Despite what’s been going on in the public markets and on social media, it’s still hard to get good data on companies, and it doesn’t matter whether you farm or eat. An oft-used statistic is that these four parties control between 70% and 90% of the global grain trade—a figure that may be too high.

After suffering food shortages and price spikes from 2008 to 2012, China has made a big push into trade in agricultural products through the state-owned COFCO, which has joined the Big Four. Jonathan Kinsman, Who’s 2019 Book Updating Morgan’s classic, it is estimated that these five, together with Viterra and Singapore’s Wilmar, handle half of the international trade in grains and oilseeds.

This dominance is worrisome.

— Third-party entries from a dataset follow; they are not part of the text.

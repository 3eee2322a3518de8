//! Server-side state: ingest of reported entries and the views built from
//! them.

mod aggregator;
mod views;

pub use aggregator::*;
pub use views::*;

use crate::db::{DbError, Store};
use crate::model::{HealthCheck, HealthCheckEntry, HealthCheckStateView};

use chrono::{DateTime, Utc};
use std::sync::Arc;
use uuid::Uuid;

/// Source of "now" for server-side timestamps.
pub trait Clock: Send + Sync {
    fn now(&self) -> DateTime<Utc>;
}

#[derive(Debug, Clone, Copy, Default)]
pub struct SystemClock;

impl Clock for SystemClock {
    fn now(&self) -> DateTime<Utc> {
        Utc::now()
    }
}

/// Applies reports to the store and reads views back.
#[derive(Clone)]
pub struct Aggregator {
    store: Arc<Store>,
    clock: Arc<dyn Clock>,
}

impl Aggregator {
    pub fn new(store: Arc<Store>, clock: Arc<dyn Clock>) -> Self {
        Self { store, clock }
    }

    /// Register a definition, returning the stored one if the name exists.
    pub fn register(&self, check: &HealthCheck) -> Result<HealthCheck, DbError> {
        self.store.register_health_check(check)
    }

    pub fn ingest(&self, incoming: &HealthCheckEntry) -> Result<IngestOutcome, DbError> {
        let outcome = self.store.ingest(incoming, self.clock.as_ref())?;
        if outcome.history_appended {
            tracing::info!(
                "Health check {} on {} is now {}",
                incoming.name,
                incoming.server_name,
                incoming.status
            );
        }
        Ok(outcome)
    }

    pub fn application_status(&self, application_id: Uuid) -> Result<Vec<HealthCheckStateView>, DbError> {
        let entries = self.store.get_application_entries(application_id)?;
        Ok(build_views(entries))
    }

    /// View of one check across servers, with history. `None` when the
    /// application never reported it.
    pub fn health_check(
        &self,
        application_id: Uuid,
        check_name: &str,
    ) -> Result<Option<HealthCheckStateView>, DbError> {
        let entries = self.store.get_check_entries(application_id, check_name)?;
        Ok(build_views(entries).into_iter().next())
    }
}
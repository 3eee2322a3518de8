//! Process memory probe.

use super::{Probe, ProbeContext, ProbeResult};
use crate::model::HealthStatus;

use async_trait::async_trait;
use serde::Deserialize;
use std::io;

fn default_maximum_memory() -> u64 {
    32 * 1024
}

#[derive(Debug, Clone, Deserialize)]
#[serde(rename_all = "PascalCase")]
pub struct AllocatedMemoryOptions {
    /// Megabytes.
    #[serde(default = "default_maximum_memory")]
    pub maximum_memory: u64,
}

impl Default for AllocatedMemoryOptions {
    fn default() -> Self {
        Self {
            maximum_memory: default_maximum_memory(),
        }
    }
}

/// Resident set size of this process in bytes.
pub fn resident_memory_bytes() -> io::Result<u64> {
    let status = std::fs::read_to_string("/proc/self/status")?;
    parse_vm_rss(&status).ok_or_else(|| io::Error::new(io::ErrorKind::InvalidData, "VmRSS not reported"))
}

fn parse_vm_rss(status: &str) -> Option<u64> {
    let line = status.lines().find(|l| l.starts_with("VmRSS:"))?;
    let kilobytes: u64 = line.split_whitespace().nth(1)?.parse().ok()?;
    Some(kilobytes * 1024)
}

/// Unhealthy once memory use reaches the configured maximum.
pub struct AllocatedMemoryProbe {
    maximum_mb: u64,
    sample: fn() -> io::Result<u64>,
}

impl AllocatedMemoryProbe {
    pub fn new(maximum_mb: u64) -> Self {
        Self {
            maximum_mb,
            sample: resident_memory_bytes,
        }
    }
}

#[async_trait]
impl Probe for AllocatedMemoryProbe {
    async fn check(&self, ctx: &ProbeContext) -> ProbeResult {
        let used_mb = match (self.sample)() {
            Ok(bytes) => bytes / 1024 / 1024,
            Err(e) => return ProbeResult::from_error(ctx.failure_status, e.into()),
        };

        if used_mb >= self.maximum_mb {
            ProbeResult::new(
                HealthStatus::Unhealthy,
                format!(
                    "allocated memory is about {} mbytes, expected maximum is {} mbytes",
                    used_mb, self.maximum_mb
                ),
            )
        } else {
            ProbeResult::healthy()
        }
    }
}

The classic “hourglass” model of food market power involves a large number of producers supplying an equally large number of consumers through a close-knit group of processors and traders. Dealmakers highlight their complementary strengths, but regulators are rightly watching closely. Argentina and Canada have committed to reviewing the overlap. Brazil, Australia, the US and China are likely to follow suit, with some asset sales almost inevitable.

Traders is a bit of a misnomer: this group doesn’t just move goods from point A to point B to make money. In recent years, they have expanded their operations upstream into agricultural production, warehousing, freight and port infrastructure, and downstream into processing, ingredients and final products, while entering the broader food sector.

“The big problem here is that when you have this kind of vertical integration, it creates tremendous intermediary power from farmer to consumer,” said Jennifer Clapp, a professor of food safety. Asset-heavy firms mean higher barriers to entry and help shift dominance from one part of the chain to another. Bunge’s strengths in processing and downstream combined with Viterra’s strengths in sales and handling create a more integrated global company.

Still, the dealmakers are not wrong and the combination looks like a good fit. This unease may reflect that regulators and governments should be asking who is monitoring the global food system beyond a narrow antitrust prism. “No one” was the blunt assessment of Abdulza Abbasian, a former senior economist at the United Nations Food and Agriculture Organization.

Due to climate change, disruptions are becoming the rule rather than the exception. Traders keep food flowing during crises and price volatility, such as the pandemic and Russia’s invasion of Ukraine. But such activity is also good for business, with sales surging and profits hitting record highs last year.

The market is already changing. The emergence of COFCO means that at the top level of the ABCC, geopolitical-focused traders replace commercially-motivated traders. Countries concerned about food security are snapping up stakes: Abu Dhabi’s sovereign wealth fund bought Louis Dreyfus in 2020; Saudi Arabia’s Commodities Investment Corporation took a third stake in Olam Agri last year.

At the same time, efforts by the G20, led by France after 2008, to establish better oversight have largely failed. “It wasn’t enough,” Abbassian said of the then-established market information department. “Today the demand is much greater. You need transparency at every level, from all the commodities to the end product, and you need a much more influential body looking at the market.”

Bunge’s big deal will prompt the competition watchdog to look again at the agricultural trade sector. So should everyone else.